Cardiovascular diseases (CVD) have been leading cause of morbidity and mortality in Indian subcontinent and Myocardial Infraction is one of the major reason for this mortality. Currently, ST elevated myocardial infraction is medically managed by the various fibrinolytic agents which include enzymes like streptokinase and activation factors like tPA. Both Streptokinase and tPA have their own strengths ad limitations, with only marginal reported difference in mortality, there is a 10 fold difference in cost, bearing substantial impact of their usage in the subcontinent. Owning to its lower price compared to the expensive tPA, for a large majority of patients especially in the developing countries, affordable clot-buster therapy with streptokinase still remained elusive. Thus, emerged a dire need to develop a process to produce this protein more efficiently through a recombinant expression host making it even more affordable. Recombinant Streptokinase (rSK) was developed from in-vitro to animal and to clinical studies in patients with AMI. This rSK product expressed by a non-streptococcal bacterial organism has a dramatic effect on major disadvantageous features of the earlier version of SK, namely the induction of an antigenic response and of acute nonspecific febrile and hypotensive side effects.

Further improvement of a Recombinant version of streptokinase has been achieved by replacing the Ampicillin (Beta-Lactum) marker with a Kanamycin one. The half life of Kanamycin being higher than Ampicillin helps in plasmid stability and yields are higher.
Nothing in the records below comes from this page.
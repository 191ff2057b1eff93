use crate::config::VanillaMetaConfig;
use crate::error::FetchError;
use async_trait::async_trait;
use futures::StreamExt;
use std::path::Path;
use std::path::PathBuf;
use std::time::Duration;
use tokio::fs;
use tokio::io::AsyncWriteExt;
use tokio_util::sync::CancellationToken;

const PART_SUFFIX: &str = ".part";

#[derive(Debug, Clone, Copy, PartialEq, Eq)]
pub struct FetchProgress {
    pub bytes_so_far: u64,
    /// `None` when the server did not announce a length.
    pub total: Option<u64>,
}

/// Retrieves a remote resource into a local file.
///
/// Implementations must leave `destination` untouched unless the whole
/// resource was retrieved.
#[async_trait]
pub trait Fetcher: Send + Sync {
    async fn fetch(
        &self,
        url: &str,
        destination: &Path,
        on_progress: &(dyn Fn(FetchProgress) + Send + Sync),
        cancel: &CancellationToken,
    ) -> Result<(), FetchError>;
}

/// HTTP fetcher streaming into `<destination>.part` and renaming on success.
#[derive(Debug, Clone)]
pub struct ReqwestFetcher {
    client: reqwest::Client,
}

impl ReqwestFetcher {
    pub fn new(timeout: Duration, user_agent: &str) -> Result<Self, FetchError> {
        let client = reqwest::Client::builder()
            .timeout(timeout)
            .user_agent(user_agent)
            .build()
            .map_err(|err| FetchError::Transport {
                url: String::new(),
                message: err.to_string(),
            })?;
        Ok(Self { client })
    }

    pub fn from_config(config: &VanillaMetaConfig) -> Result<Self, FetchError> {
        Self::new(config.request_timeout(), &config.user_agent)
    }

    async fn download(
        &self,
        url: &str,
        part: &Path,
        on_progress: &(dyn Fn(FetchProgress) + Send + Sync),
        cancel: &CancellationToken,
    ) -> Result<(), FetchError> {
        if cancel.is_cancelled() {
            return Err(FetchError::Cancelled);
        }
        let response = tokio::select! {
            _ = cancel.cancelled() => return Err(FetchError::Cancelled),
            response = self.client.get(url).send() => {
                response.map_err(|err| transport_error(url, err))?
            }
        };
        let status = response.status();
        if !status.is_success() {
            return Err(FetchError::Status {
                url: url.to_string(),
                status: status.as_u16(),
            });
        }

        let total = response.content_length();
        if let Some(parent) = part.parent() {
            fs::create_dir_all(parent).await?;
        }
        let mut file = fs::File::create(part).await?;
        let mut stream = response.bytes_stream();
        let mut bytes_so_far = 0u64;
        loop {
            let next = tokio::select! {
                _ = cancel.cancelled() => return Err(FetchError::Cancelled),
                next = stream.next() => next,
            };
            let Some(chunk) = next else {
                break;
            };
            let chunk = chunk.map_err(|err| transport_error(url, err))?;
            file.write_all(&chunk).await?;
            bytes_so_far += chunk.len() as u64;
            on_progress(FetchProgress {
                bytes_so_far,
                total,
            });
        }
        file.flush().await?;
        file.sync_all().await?;
        Ok(())
    }
}

#[async_trait]
impl Fetcher for ReqwestFetcher {
    async fn fetch(
        &self,
        url: &str,
        destination: &Path,
        on_progress: &(dyn Fn(FetchProgress) + Send + Sync),
        cancel: &CancellationToken,
    ) -> Result<(), FetchError> {
        let part = part_path(destination);
        match self.download(url, &part, on_progress, cancel).await {
            Ok(()) => {
                if let Err(err) = fs::rename(&part, destination).await {
                    let _ = fs::remove_file(&part).await;
                    return Err(err.into());
                }
                Ok(())
            }
            Err(err) => {
                let _ = fs::remove_file(&part).await;
                Err(err)
            }
        }
    }
}

fn part_path(destination: &Path) -> PathBuf {
    let mut name = destination.as_os_str().to_owned();
    name.push(PART_SUFFIX);
    PathBuf::from(name)
}

fn transport_error(url: &str, err: reqwest::Error) -> FetchError {
    FetchError::Transport {
        url: url.to_string(),
        message: err.to_string(),
    }
}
This feature also makes the clones more stable in terms of expression. The effective concentration needed is lesser than Ampicillin and owing to its better stability during fermentation it is added only once during the process that reduces the production costs. Kanamycin has also been found to be less sticky and gets removed during the downstream process. Thus, its contamination in the final product is much lesser than Ampicillin, which, eases the regulatory hurdles like allergenicity and immunogenicity further reducing cost. Also process related impurities are much less in the kana process. It has been shown using the Kana clone in High Cell density fermentation; protein expression levels can be more than 700mg/L, making this life saving therapeutic protein more affordable for the masses, potentially saving millions of lives.